(Excerpts from a dataset)
________________________

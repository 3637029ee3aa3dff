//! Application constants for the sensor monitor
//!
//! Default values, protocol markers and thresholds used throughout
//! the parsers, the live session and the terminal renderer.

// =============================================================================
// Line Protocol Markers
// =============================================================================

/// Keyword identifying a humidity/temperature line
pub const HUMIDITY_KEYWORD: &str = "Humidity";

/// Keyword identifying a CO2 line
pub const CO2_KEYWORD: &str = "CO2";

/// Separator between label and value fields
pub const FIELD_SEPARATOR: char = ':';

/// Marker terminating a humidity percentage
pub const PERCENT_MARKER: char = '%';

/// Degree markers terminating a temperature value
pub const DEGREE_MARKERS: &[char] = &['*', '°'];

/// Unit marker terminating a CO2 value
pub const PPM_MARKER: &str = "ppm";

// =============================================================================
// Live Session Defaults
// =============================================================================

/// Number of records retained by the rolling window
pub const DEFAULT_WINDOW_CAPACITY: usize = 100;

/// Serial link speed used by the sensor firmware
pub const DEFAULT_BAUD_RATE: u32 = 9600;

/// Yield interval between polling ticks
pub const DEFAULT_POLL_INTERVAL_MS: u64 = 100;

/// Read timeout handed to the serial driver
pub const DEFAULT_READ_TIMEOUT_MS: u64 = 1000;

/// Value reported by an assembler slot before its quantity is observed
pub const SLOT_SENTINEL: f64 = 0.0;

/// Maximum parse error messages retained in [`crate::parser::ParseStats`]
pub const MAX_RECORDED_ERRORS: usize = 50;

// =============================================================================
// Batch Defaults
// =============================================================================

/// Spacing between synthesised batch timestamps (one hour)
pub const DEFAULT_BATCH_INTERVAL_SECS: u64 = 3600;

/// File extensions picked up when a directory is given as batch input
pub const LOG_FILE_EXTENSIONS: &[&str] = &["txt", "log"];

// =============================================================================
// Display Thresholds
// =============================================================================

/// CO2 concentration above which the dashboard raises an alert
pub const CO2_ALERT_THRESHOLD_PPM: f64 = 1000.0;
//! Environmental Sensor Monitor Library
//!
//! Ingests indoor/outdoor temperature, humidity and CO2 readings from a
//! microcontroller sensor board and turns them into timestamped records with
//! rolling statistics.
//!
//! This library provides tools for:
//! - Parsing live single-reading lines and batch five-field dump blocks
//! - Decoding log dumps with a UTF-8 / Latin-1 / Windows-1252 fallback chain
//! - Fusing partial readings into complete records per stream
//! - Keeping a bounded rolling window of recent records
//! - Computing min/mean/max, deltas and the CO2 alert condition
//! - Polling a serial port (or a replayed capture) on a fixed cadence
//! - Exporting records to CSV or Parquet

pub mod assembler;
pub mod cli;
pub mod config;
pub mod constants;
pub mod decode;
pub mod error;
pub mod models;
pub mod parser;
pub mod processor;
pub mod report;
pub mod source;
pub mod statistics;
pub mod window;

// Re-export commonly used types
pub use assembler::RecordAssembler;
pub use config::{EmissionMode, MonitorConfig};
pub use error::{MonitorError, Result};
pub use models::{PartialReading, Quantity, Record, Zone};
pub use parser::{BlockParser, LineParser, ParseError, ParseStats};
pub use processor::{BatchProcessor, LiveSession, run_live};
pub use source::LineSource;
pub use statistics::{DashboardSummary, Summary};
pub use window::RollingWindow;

________________________

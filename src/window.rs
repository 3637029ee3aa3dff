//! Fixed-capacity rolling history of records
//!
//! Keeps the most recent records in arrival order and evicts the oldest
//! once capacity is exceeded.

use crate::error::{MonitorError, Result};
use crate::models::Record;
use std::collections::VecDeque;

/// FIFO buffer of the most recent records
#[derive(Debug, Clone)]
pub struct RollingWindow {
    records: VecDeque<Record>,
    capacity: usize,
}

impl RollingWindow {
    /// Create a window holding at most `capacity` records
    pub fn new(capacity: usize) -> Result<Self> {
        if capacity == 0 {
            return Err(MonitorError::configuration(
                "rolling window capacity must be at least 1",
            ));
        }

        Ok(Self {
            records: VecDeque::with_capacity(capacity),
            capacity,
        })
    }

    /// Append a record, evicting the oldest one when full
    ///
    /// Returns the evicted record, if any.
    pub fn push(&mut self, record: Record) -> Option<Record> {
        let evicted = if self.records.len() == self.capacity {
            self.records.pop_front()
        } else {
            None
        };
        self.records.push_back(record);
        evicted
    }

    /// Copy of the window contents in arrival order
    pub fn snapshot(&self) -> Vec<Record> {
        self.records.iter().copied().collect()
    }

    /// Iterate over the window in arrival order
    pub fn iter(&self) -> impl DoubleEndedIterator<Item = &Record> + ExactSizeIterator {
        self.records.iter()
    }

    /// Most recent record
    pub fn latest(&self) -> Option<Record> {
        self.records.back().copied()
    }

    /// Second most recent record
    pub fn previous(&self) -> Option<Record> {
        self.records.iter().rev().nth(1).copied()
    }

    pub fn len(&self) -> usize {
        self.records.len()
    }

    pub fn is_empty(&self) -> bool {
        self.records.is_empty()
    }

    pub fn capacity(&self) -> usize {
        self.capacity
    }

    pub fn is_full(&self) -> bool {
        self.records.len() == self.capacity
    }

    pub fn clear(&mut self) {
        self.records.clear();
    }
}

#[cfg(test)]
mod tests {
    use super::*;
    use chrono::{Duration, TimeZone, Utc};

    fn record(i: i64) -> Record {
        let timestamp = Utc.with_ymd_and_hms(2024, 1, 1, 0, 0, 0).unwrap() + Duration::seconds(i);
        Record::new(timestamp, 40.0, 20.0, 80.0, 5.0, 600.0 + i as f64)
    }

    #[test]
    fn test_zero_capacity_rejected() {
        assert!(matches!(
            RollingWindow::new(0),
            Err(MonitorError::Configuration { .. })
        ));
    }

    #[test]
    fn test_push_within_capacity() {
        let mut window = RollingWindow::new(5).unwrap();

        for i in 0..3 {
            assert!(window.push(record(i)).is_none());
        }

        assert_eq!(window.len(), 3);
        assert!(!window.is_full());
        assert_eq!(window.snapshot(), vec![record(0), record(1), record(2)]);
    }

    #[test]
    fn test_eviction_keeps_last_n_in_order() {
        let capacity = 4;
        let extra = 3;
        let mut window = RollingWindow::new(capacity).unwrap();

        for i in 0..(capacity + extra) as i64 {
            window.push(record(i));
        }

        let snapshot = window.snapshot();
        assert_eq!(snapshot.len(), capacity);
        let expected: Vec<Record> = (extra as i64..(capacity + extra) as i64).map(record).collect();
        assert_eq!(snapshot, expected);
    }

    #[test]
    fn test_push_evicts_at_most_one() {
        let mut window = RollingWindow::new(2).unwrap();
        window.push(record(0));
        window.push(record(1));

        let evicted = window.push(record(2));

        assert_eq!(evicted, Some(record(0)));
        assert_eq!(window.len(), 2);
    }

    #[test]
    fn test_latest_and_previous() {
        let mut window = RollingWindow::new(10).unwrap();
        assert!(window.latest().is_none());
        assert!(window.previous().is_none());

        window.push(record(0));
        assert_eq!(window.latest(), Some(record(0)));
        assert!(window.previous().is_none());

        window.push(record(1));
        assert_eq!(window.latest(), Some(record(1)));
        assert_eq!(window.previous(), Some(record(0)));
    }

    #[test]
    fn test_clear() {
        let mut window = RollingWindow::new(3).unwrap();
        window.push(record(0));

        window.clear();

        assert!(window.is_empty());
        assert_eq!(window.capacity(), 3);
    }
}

________________________

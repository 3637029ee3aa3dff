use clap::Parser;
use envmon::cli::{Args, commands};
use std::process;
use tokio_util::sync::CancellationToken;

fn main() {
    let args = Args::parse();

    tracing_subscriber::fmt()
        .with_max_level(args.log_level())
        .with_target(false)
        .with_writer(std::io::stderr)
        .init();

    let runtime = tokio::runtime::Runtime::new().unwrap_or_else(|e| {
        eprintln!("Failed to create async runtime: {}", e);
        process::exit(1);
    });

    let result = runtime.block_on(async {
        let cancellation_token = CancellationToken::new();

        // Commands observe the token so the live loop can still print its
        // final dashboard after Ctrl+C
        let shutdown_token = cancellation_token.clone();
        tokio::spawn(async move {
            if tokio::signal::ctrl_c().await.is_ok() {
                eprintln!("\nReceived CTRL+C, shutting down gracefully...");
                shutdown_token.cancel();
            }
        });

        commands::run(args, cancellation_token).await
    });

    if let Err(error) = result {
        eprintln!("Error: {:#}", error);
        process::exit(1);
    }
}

________________________

▶ TASK DIRECTIONS:
The answer consists of every line above in which the word "VecDeque" occurs.

▶ ANSWER SECTION:
use std::collections::VecDeque;
    records: VecDeque<Record>,
            records: VecDeque::with_capacity(capacity),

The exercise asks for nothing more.